I lavori partiranno a breve, insieme a quelli alla facciata del palazzo comunale di via Ricasoli. I problemi sono emersi lo scorso novembre, quando i Vigili del Fuoco di Arezzo intervennero per rimuovere parti pericolanti dalle facciate dell'edificio di proprietà del Comune di Arezzo, che si trova all'angolo tra Corso Italia via degli Albergotti, ed ospita la Biblioteca Comunale e la sede dell'Accademia Petrarca di Lettere Arti e Scienze.

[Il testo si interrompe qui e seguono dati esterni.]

// SPDX-FileCopyrightText: 2026 SmsSink Contributors
// SPDX-License-Identifier: MIT OR Apache-2.0

//! Operator-visible activity journal.
//!
//! Handlers and the callback dispatcher record what happened to each request
//! here. Journal writes never fail the caller: a storage error is reported
//! through `tracing` and otherwise dropped.

use std::sync::Arc;

use serde_json::Value;

use crate::traits::StorageAdapter;
use crate::types::{LogCategory, LogLevel, NewLogEntry};

/// Best-effort writer for the activity journal.
#[derive(Clone)]
pub struct ActivityLog {
    storage: Option<Arc<dyn StorageAdapter>>,
}

impl std::fmt::Debug for ActivityLog {
    fn fmt(&self, f: &mut std::fmt::Formatter<'_>) -> std::fmt::Result {
        f.debug_struct("ActivityLog")
            .field("attached", &self.storage.is_some())
            .finish()
    }
}

impl ActivityLog {
    /// Journal into the given storage backend.
    pub fn new(storage: Arc<dyn StorageAdapter>) -> Self {
        Self {
            storage: Some(storage),
        }
    }

    /// A journal with no backend. Entries are discarded.
    pub fn detached() -> Self {
        Self { storage: None }
    }

    /// Append an entry, swallowing storage failures.
    pub async fn record(
        &self,
        level: LogLevel,
        category: LogCategory,
        message: &str,
        details: Option<Value>,
    ) {
        let Some(storage) = &self.storage else {
            return;
        };

        let entry = NewLogEntry {
            level,
            category,
            message: message.to_string(),
            details,
        };

        if let Err(e) = storage.append_log(&entry).await {
            tracing::warn!(
                error = %e,
                category = %category,
                "failed to append activity journal entry"
            );
        }
    }

    pub async fn info(&self, category: LogCategory, message: &str, details: Value) {
        self.record(LogLevel::Info, category, message, Some(details))
            .await;
    }

    pub async fn warning(&self, category: LogCategory, message: &str, details: Value) {
        self.record(LogLevel::Warning, category, message, Some(details))
            .await;
    }

    pub async fn error(&self, category: LogCategory, message: &str, details: Value) {
        self.record(LogLevel::Error, category, message, Some(details))
            .await;
    }
}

Durante l'intervento furono rimossi "numerosi componenti decorativi del prospetto risultati pericolanti quali: scaglie di pietra serena dei marcapiani della facciata, elementi di finitura dei davanzali delle finestre ed un frammento del bordo superiore di uno scudo", si legge nella delibera di giunta con la quale sono stati approvati i lavori. I tecnici dell'Ufficio Manutenzione hanno provveduto a transennare il l'area e nel frattempo i tecnici del comune hanno "provveduto ad effettuare un controllo dello stato di degrado della superficie dei prospetti, dal quale è emerso che gli elementi in pietra costituenti il paramento murario si trovano in un avanzato stato di degrado dovuto alla friabilità del materiale stesso causata dalla mancanza di adeguata protezione dagli agenti atmosferici (infiltrazioni di acqua piovana che si sono verificate negli anni)".

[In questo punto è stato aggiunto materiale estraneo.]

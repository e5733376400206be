// SPDX-FileCopyrightText: 2026 SmsSink Contributors
// SPDX-License-Identifier: MIT OR Apache-2.0

//! Signal handling for graceful shutdown.

use tokio_util::sync::CancellationToken;
use tracing::{debug, info, warn};

/// Installs handlers for SIGTERM and SIGINT.
///
/// Returns a [`CancellationToken`] that is cancelled when either signal is
/// received. Both listeners watch it and stop accepting connections.
pub fn install_signal_handler() -> CancellationToken {
    let token = CancellationToken::new();
    let token_clone = token.clone();

    tokio::spawn(async move {
        wait_for_signal().await;
        token_clone.cancel();
        debug!("shutdown signal handler completed");
    });

    token
}

#[cfg(unix)]
async fn wait_for_signal() {
    use tokio::signal::unix::{SignalKind, signal};

    let mut sigterm = match signal(SignalKind::terminate()) {
        Ok(sigterm) => sigterm,
        Err(e) => {
            warn!(error = %e, "failed to install SIGTERM handler, listening for Ctrl+C only");
            let _ = tokio::signal::ctrl_c().await;
            info!("received SIGINT (Ctrl+C), initiating shutdown");
            return;
        }
    };

    tokio::select! {
        _ = tokio::signal::ctrl_c() => {
            info!("received SIGINT (Ctrl+C), initiating shutdown");
        }
        _ = sigterm.recv() => {
            info!("received SIGTERM, initiating shutdown");
        }
    }
}

#[cfg(not(unix))]
async fn wait_for_signal() {
    let _ = tokio::signal::ctrl_c().await;
    info!("received Ctrl+C, initiating shutdown");
}
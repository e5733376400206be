// SPDX-FileCopyrightText: 2026 SmsSink Contributors
// SPDX-License-Identifier: MIT OR Apache-2.0

//! Singleton credential row (`id = 1`).

use rusqlite::{OptionalExtension, params};
use smssink_core::types::now_timestamp;
use smssink_core::{Credential, SmsSinkError};

use crate::database::{Database, map_tr_err};

/// Insert `default_key` unless a credential already exists.
pub async fn seed_credential(db: &Database, default_key: &str) -> Result<bool, SmsSinkError> {
    let key = default_key.to_string();
    let now = now_timestamp();
    db.connection()
        .call(move |conn| -> Result<bool, rusqlite::Error> {
            let inserted = conn.execute(
                "INSERT OR IGNORE INTO credentials (id, api_key, updated_at) VALUES (1, ?1, ?2)",
                params![key, now],
            )?;
            Ok(inserted == 1)
        })
        .await
        .map_err(map_tr_err)
}

/// The stored credential, if any.
pub async fn get_credential(db: &Database) -> Result<Option<Credential>, SmsSinkError> {
    db.connection()
        .call(|conn| -> Result<Option<Credential>, rusqlite::Error> {
            conn.query_row(
                "SELECT api_key, updated_at FROM credentials WHERE id = 1",
                [],
                |row| {
                    Ok(Credential {
                        api_key: row.get(0)?,
                        updated_at: row.get(1)?,
                    })
                },
            )
            .optional()
        })
        .await
        .map_err(map_tr_err)
}

/// Replace the credential, creating the row when missing.
pub async fn set_credential(db: &Database, api_key: &str) -> Result<Credential, SmsSinkError> {
    let credential = Credential {
        api_key: api_key.to_string(),
        updated_at: now_timestamp(),
    };
    let row = credential.clone();
    db.connection()
        .call(move |conn| -> Result<(), rusqlite::Error> {
            conn.execute(
                "INSERT INTO credentials (id, api_key, updated_at) VALUES (1, ?1, ?2)
                 ON CONFLICT(id) DO UPDATE SET api_key = excluded.api_key, updated_at = excluded.updated_at",
                params![row.api_key, row.updated_at],
            )?;
            Ok(())
        })
        .await
        .map_err(map_tr_err)?;
    Ok(credential)
}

L'indomani un problema simile si verificò in via Ricasoli: cadde "di materiale lapideo proveniente da uno stemma posto sul prospetto del Palazzo Comunale". Anche in quel caso fu disposta l'immediata messa in sicurezza della viabilità stradale

interessata dai distacchi mediante il posizionamento di transenne, successivamente è stato effettuato, con l'ausilio di una piattaforma aerea, un controllo per la verifica e messa in sicurezza dello stemma.

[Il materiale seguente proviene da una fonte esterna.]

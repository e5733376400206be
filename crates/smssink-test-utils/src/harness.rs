// SPDX-FileCopyrightText: 2026 SmsSink Contributors
// SPDX-License-Identifier: MIT OR Apache-2.0

//! Test harness for end-to-end integration testing.
//!
//! `TestHarness` assembles both routers over a temp SQLite database and
//! drives them in-process with `tower::ServiceExt::oneshot`, so tests need
//! no bound ports for the mock itself.

use std::sync::Arc;

use axum::Router;
use axum::body::{Body, to_bytes};
use axum::http::{Request, StatusCode};
use serde_json::Value;
use tower::ServiceExt;

use smssink_config::SmsSinkConfig;
use smssink_config::model::{StorageConfig, WebhookConfig};
use smssink_core::{SmsSinkError, StorageAdapter};
use smssink_gateway::{GatewayState, admin_router, api_router};
use smssink_storage::SqliteStorage;

/// Builder for creating test environments with configurable options.
pub struct TestHarnessBuilder {
    api_key: String,
    debug: bool,
    webhook: WebhookConfig,
}

impl TestHarnessBuilder {
    fn new() -> Self {
        Self {
            api_key: "test-token".to_string(),
            debug: false,
            // Short offsets keep callback tests fast.
            webhook: WebhookConfig {
                sent_delay_ms: 50,
                delivered_delay_ms: 150,
                timeout_secs: 2,
                ..WebhookConfig::default()
            },
        }
    }

    /// Seed a different API key on first open.
    pub fn with_api_key(mut self, key: impl Into<String>) -> Self {
        self.api_key = key.into();
        self
    }

    /// Force debug mode on through configuration.
    pub fn with_debug(mut self, debug: bool) -> Self {
        self.debug = debug;
        self
    }

    /// Override callback offsets, in milliseconds from dispatch start.
    pub fn with_callback_delays(mut self, sent_ms: u64, delivered_ms: u64) -> Self {
        self.webhook.sent_delay_ms = sent_ms;
        self.webhook.delivered_delay_ms = delivered_ms;
        self
    }

    /// Build the test harness, creating all required subsystems.
    pub async fn build(self) -> Result<TestHarness, SmsSinkError> {
        let temp_dir = tempfile::TempDir::new().map_err(SmsSinkError::storage)?;
        let db_path = temp_dir.path().join("test.db");

        let mut config = SmsSinkConfig {
            debug: self.debug,
            webhook: self.webhook,
            storage: StorageConfig {
                database_path: db_path.to_string_lossy().to_string(),
                ..StorageConfig::default()
            },
            ..SmsSinkConfig::default()
        };
        config.auth.default_api_key = self.api_key.clone();

        let storage = SqliteStorage::new(config.storage.clone())
            .with_default_api_key(config.auth.default_api_key.clone());
        storage.initialize().await?;
        let storage: Arc<dyn StorageAdapter> = Arc::new(storage);

        let state = GatewayState::new(&config, storage.clone())?;

        Ok(TestHarness {
            state,
            storage,
            api_key: self.api_key,
            config,
            _temp_dir: temp_dir,
        })
    }
}

/// A complete test environment over a temp database.
pub struct TestHarness {
    /// Shared handler state, for direct access to the journal or dispatcher.
    pub state: GatewayState,
    /// SQLite storage adapter (temp DB, cleaned up on drop).
    pub storage: Arc<dyn StorageAdapter>,
    /// Key the harness sends with `send_message`.
    pub api_key: String,
    /// Effective configuration.
    pub config: SmsSinkConfig,
    /// Temp directory kept alive for cleanup on drop.
    _temp_dir: tempfile::TempDir,
}

impl TestHarness {
    /// Create a new builder for configuring the test harness.
    pub fn builder() -> TestHarnessBuilder {
        TestHarnessBuilder::new()
    }

    /// The provider-compatible router.
    pub fn api(&self) -> Router {
        api_router(self.state.clone())
    }

    /// The admin router.
    pub fn admin(&self) -> Router {
        admin_router(self.state.clone())
    }

    /// Issue one request against `router`. The body is parsed as JSON;
    /// an empty body yields `Value::Null` and a non-JSON body a string.
    pub async fn request(
        router: Router,
        method: &str,
        uri: &str,
        auth: Option<&str>,
        body: Option<&Value>,
    ) -> Result<(StatusCode, Value), SmsSinkError> {
        Self::request_raw(router, method, uri, auth, body.map(Value::to_string)).await
    }

    /// Like [`request`](Self::request) but with an unparsed body.
    pub async fn request_raw(
        router: Router,
        method: &str,
        uri: &str,
        auth: Option<&str>,
        body: Option<String>,
    ) -> Result<(StatusCode, Value), SmsSinkError> {
        let mut builder = Request::builder().method(method).uri(uri);
        if let Some(auth) = auth {
            builder = builder.header("authorization", auth);
        }
        if body.is_some() {
            builder = builder.header("content-type", "application/json");
        }
        let request = builder
            .body(body.map(Body::from).unwrap_or_else(Body::empty))
            .map_err(|e| SmsSinkError::Internal(format!("invalid test request: {e}")))?;

        let Ok(response) = router.oneshot(request).await;
        let status = response.status();
        let bytes = to_bytes(response.into_body(), usize::MAX)
            .await
            .map_err(|e| SmsSinkError::Internal(format!("unreadable response body: {e}")))?;
        let json = if bytes.is_empty() {
            Value::Null
        } else {
            serde_json::from_slice(&bytes).unwrap_or_else(|_| {
                Value::String(String::from_utf8_lossy(&bytes).into_owned())
            })
        };
        Ok((status, json))
    }

    /// POST /v2/messages with the harness key as a bearer token.
    pub async fn send_message(&self, body: &Value) -> Result<(StatusCode, Value), SmsSinkError> {
        let auth = format!("Bearer {}", self.api_key);
        Self::request(self.api(), "POST", "/v2/messages", Some(&auth), Some(body)).await
    }

    /// POST /v2/webhooks/messages.
    pub async fn push_inbound(&self, body: &Value) -> Result<(StatusCode, Value), SmsSinkError> {
        Self::request(self.api(), "POST", "/v2/webhooks/messages", None, Some(body)).await
    }

    /// GET against the admin router.
    pub async fn admin_get(&self, uri: &str) -> Result<(StatusCode, Value), SmsSinkError> {
        Self::request(self.admin(), "GET", uri, None, None).await
    }

    /// POST against the admin router.
    pub async fn admin_post(
        &self,
        uri: &str,
        body: &Value,
    ) -> Result<(StatusCode, Value), SmsSinkError> {
        Self::request(self.admin(), "POST", uri, None, Some(body)).await
    }

    /// DELETE against the admin router.
    pub async fn admin_delete(&self, uri: &str) -> Result<(StatusCode, Value), SmsSinkError> {
        Self::request(self.admin(), "DELETE", uri, None, None).await
    }

    /// Journal messages, newest first.
    pub async fn journal_messages(&self) -> Result<Vec<String>, SmsSinkError> {
        let (_, logs) = self.admin_get("/api/logs?limit=1000").await?;
        Ok(logs
            .as_array()
            .map(|entries| {
                entries
                    .iter()
                    .filter_map(|e| e["message"].as_str().map(str::to_string))
                    .collect()
            })
            .unwrap_or_default())
    }
}

#[cfg(test)]
mod tests {
    use serde_json::json;

    use super::*;

    #[tokio::test]
    async fn harness_seeds_configured_key() {
        let harness = TestHarness::builder()
            .with_api_key("harness-key")
            .build()
            .await
            .unwrap();
        let (status, credential) = harness.admin_get("/api/credentials").await.unwrap();
        assert_eq!(status, StatusCode::OK);
        assert_eq!(credential["api_key"], "harness-key");
    }

    #[tokio::test]
    async fn send_message_uses_harness_key() {
        let harness = TestHarness::builder().build().await.unwrap();
        let (status, body) = harness
            .send_message(&json!({
                "from": "+15550001111",
                "to": "+15550002222",
                "text": "hi",
                "messaging_profile_id": "profile"
            }))
            .await
            .unwrap();
        assert_eq!(status, StatusCode::OK);
        assert_eq!(body["data"]["type"], "SMS");
        assert!(
            harness
                .journal_messages()
                .await
                .unwrap()
                .contains(&"Outbound message sent successfully".to_string())
        );
    }

    #[tokio::test]
    async fn forced_debug_shows_in_settings() {
        let harness = TestHarness::builder().with_debug(true).build().await.unwrap();
        let (_, settings) = harness.admin_get("/api/settings").await.unwrap();
        assert_eq!(settings["debug_mode"], true);
    }
}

"Dalla condizione rilevata è emerso che le cadute di materiale lapideo sono dovute, anche in questo caso, alla mancanza di adeguata protezione dagli agenti atmosferici (infiltrazioni di acqua piovana che si sono verificate negli anni). Vista la necessità di procedere urgentemente alla messa in sicurezza dei due edifici al fine di ripristinare le condizioni di sicurezza a salvaguardia dell'incolumità dei cittadini, nonché della preservazione dei beni".

Al momento ci sono delle transenne, ma ben presto partiranno i lavori: "Per il momento il pensiero principale va alla sicurezza - spiega il vicesindaco Gianfrancesco Gamurrini - in futuro, se riusciremo a trovare fondi, potremmo mettere a punto un progetto di restauro degli stemmi".